§ **DATA**
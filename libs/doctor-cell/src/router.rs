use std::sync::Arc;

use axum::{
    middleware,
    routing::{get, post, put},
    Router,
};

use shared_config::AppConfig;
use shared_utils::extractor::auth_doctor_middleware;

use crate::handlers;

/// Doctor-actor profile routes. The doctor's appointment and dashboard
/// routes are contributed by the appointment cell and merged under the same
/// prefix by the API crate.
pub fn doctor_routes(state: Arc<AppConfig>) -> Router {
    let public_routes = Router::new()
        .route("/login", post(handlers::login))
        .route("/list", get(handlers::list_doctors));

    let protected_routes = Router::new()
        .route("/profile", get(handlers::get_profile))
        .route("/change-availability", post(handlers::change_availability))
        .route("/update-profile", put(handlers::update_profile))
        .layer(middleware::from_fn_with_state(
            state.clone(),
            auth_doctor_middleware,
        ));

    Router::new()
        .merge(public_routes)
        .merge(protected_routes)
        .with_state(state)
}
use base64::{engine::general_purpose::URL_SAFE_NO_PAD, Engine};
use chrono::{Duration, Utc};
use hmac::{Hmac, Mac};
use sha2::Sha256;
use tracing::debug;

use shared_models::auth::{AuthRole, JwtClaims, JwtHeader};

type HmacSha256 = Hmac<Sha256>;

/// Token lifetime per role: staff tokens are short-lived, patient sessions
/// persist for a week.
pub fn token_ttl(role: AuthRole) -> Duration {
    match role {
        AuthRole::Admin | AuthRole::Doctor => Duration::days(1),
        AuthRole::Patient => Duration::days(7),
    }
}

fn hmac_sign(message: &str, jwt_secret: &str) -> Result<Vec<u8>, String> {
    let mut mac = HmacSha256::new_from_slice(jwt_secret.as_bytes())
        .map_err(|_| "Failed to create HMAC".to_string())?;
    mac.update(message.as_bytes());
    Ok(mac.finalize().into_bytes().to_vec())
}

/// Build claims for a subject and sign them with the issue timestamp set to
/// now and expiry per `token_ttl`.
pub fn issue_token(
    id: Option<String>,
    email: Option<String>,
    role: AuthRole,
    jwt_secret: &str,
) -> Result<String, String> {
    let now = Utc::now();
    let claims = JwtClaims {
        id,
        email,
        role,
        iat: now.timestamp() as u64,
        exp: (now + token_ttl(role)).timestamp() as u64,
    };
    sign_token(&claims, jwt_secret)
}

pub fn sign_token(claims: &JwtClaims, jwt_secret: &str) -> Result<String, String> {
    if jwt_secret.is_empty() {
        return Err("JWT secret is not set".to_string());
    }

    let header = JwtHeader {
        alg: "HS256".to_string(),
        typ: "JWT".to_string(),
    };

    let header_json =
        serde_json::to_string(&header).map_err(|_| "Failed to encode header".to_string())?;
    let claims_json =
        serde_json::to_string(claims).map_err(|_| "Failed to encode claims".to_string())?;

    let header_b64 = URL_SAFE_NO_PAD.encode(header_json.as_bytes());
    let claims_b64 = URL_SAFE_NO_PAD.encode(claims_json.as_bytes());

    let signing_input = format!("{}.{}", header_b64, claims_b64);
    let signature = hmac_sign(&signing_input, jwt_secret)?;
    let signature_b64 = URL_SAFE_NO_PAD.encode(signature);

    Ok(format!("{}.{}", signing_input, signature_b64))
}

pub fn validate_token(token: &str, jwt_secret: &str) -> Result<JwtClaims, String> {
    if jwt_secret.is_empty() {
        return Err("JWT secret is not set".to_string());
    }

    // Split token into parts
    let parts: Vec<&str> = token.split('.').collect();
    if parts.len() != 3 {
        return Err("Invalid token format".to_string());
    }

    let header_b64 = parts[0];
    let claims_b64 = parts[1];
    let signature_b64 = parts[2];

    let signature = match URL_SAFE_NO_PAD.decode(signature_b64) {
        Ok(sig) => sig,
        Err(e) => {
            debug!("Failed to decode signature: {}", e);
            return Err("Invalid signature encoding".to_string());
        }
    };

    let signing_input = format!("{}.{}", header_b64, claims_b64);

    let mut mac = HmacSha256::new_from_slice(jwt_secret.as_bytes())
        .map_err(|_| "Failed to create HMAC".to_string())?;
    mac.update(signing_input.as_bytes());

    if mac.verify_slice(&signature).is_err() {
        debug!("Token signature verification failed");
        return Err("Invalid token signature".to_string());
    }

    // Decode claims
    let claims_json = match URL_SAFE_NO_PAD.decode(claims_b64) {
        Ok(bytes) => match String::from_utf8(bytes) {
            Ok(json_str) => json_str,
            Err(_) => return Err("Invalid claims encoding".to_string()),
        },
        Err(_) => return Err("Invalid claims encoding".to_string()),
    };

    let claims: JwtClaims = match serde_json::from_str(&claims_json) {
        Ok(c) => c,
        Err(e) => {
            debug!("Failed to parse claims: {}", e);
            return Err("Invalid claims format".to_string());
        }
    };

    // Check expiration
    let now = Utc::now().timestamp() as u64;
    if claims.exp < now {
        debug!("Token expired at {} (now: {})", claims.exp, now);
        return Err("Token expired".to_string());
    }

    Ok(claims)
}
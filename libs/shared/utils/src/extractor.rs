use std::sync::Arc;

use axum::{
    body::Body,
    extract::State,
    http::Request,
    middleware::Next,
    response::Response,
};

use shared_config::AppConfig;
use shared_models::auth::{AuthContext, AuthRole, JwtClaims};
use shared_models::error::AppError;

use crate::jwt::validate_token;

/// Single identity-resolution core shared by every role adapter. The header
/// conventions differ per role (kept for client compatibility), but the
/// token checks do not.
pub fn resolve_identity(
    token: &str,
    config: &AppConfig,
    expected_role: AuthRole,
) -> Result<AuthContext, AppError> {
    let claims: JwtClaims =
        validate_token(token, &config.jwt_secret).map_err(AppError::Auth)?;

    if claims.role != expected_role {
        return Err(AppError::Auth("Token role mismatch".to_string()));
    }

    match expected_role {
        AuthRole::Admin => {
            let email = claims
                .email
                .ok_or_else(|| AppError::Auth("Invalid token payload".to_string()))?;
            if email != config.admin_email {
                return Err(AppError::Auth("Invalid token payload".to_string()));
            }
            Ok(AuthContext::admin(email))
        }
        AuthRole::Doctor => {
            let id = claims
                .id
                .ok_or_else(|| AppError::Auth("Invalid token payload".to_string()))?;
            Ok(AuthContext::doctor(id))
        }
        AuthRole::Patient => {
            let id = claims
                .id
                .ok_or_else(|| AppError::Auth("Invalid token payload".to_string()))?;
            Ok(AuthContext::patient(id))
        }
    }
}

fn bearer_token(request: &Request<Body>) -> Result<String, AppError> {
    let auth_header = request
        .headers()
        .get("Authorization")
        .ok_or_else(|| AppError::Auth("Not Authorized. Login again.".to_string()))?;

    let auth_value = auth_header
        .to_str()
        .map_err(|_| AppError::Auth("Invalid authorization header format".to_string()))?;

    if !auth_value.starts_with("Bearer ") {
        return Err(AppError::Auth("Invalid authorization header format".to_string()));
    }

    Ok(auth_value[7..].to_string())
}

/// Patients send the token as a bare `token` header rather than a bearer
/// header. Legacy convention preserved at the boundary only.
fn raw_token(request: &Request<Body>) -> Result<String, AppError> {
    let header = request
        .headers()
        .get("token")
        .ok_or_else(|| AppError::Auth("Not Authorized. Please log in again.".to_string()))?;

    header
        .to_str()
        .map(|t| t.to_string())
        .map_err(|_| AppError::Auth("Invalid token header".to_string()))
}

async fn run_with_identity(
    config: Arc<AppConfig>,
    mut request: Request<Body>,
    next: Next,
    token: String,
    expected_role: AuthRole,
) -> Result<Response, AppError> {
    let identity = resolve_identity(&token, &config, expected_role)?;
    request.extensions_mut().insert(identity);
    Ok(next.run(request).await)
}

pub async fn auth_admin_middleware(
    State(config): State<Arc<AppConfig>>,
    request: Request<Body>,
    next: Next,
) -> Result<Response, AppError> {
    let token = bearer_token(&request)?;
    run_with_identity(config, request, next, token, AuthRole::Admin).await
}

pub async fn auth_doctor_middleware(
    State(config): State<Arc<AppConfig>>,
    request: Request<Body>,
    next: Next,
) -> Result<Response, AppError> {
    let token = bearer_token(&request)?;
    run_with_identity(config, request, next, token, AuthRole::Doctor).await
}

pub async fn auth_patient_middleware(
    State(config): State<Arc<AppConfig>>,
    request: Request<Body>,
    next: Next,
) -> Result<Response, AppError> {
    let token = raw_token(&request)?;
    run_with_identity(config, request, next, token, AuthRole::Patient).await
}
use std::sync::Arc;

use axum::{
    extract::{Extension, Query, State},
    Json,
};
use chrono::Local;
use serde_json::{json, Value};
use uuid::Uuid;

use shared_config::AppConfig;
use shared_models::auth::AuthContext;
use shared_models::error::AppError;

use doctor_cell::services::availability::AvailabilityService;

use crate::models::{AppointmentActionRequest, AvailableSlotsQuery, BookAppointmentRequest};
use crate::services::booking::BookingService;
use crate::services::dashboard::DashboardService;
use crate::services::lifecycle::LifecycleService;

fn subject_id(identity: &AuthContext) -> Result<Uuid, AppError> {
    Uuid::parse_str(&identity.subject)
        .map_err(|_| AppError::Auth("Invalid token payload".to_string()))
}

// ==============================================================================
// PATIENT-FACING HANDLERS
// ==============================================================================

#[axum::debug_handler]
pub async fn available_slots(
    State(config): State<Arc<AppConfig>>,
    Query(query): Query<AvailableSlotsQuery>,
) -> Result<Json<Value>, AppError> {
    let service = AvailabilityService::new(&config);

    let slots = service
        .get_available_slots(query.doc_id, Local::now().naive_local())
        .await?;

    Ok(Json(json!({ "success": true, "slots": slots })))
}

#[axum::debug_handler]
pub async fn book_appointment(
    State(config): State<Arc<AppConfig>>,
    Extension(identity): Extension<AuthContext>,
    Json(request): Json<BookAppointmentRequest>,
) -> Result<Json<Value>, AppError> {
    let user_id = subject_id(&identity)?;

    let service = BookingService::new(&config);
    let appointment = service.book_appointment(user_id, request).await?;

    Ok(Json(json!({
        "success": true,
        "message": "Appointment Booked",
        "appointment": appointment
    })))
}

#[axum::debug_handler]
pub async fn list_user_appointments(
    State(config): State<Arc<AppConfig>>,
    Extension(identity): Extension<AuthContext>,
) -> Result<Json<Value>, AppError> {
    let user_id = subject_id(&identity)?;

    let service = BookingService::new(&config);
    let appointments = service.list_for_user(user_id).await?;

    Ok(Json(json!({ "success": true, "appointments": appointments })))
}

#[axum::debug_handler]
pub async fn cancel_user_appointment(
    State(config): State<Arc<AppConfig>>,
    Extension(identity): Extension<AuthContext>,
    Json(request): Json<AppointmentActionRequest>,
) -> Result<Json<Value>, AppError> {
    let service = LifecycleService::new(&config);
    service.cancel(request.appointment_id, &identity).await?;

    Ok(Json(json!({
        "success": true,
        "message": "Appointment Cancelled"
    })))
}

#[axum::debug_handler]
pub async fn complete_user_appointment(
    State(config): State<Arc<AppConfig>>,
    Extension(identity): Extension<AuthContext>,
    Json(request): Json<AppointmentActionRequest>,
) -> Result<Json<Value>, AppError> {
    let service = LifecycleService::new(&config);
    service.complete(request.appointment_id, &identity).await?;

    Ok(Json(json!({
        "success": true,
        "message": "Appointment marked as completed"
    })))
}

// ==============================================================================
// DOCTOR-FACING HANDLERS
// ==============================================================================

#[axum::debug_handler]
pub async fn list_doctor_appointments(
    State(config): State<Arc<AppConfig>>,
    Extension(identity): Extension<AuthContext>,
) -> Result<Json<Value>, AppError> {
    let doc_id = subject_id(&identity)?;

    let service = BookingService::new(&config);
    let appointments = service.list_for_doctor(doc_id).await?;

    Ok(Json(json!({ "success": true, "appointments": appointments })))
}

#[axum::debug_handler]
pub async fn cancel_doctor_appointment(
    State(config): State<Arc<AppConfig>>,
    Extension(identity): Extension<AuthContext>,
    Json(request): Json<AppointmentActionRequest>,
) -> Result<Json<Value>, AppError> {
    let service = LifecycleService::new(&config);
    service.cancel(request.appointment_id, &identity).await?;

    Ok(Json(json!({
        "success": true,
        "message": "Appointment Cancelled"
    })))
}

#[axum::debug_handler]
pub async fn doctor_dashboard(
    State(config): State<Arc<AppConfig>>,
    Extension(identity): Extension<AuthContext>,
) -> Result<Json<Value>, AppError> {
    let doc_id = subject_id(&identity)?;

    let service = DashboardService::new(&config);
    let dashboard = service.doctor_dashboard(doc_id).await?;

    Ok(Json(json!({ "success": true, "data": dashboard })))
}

§ **TASK REQUIREMENTS**
To answer, copy each line from the material above that has the word "filename".

§ **RESULT OF THE TASK**
filename libs/doctor-cell/src/router.rs
filename libs/shared/utils/src/extractor.rs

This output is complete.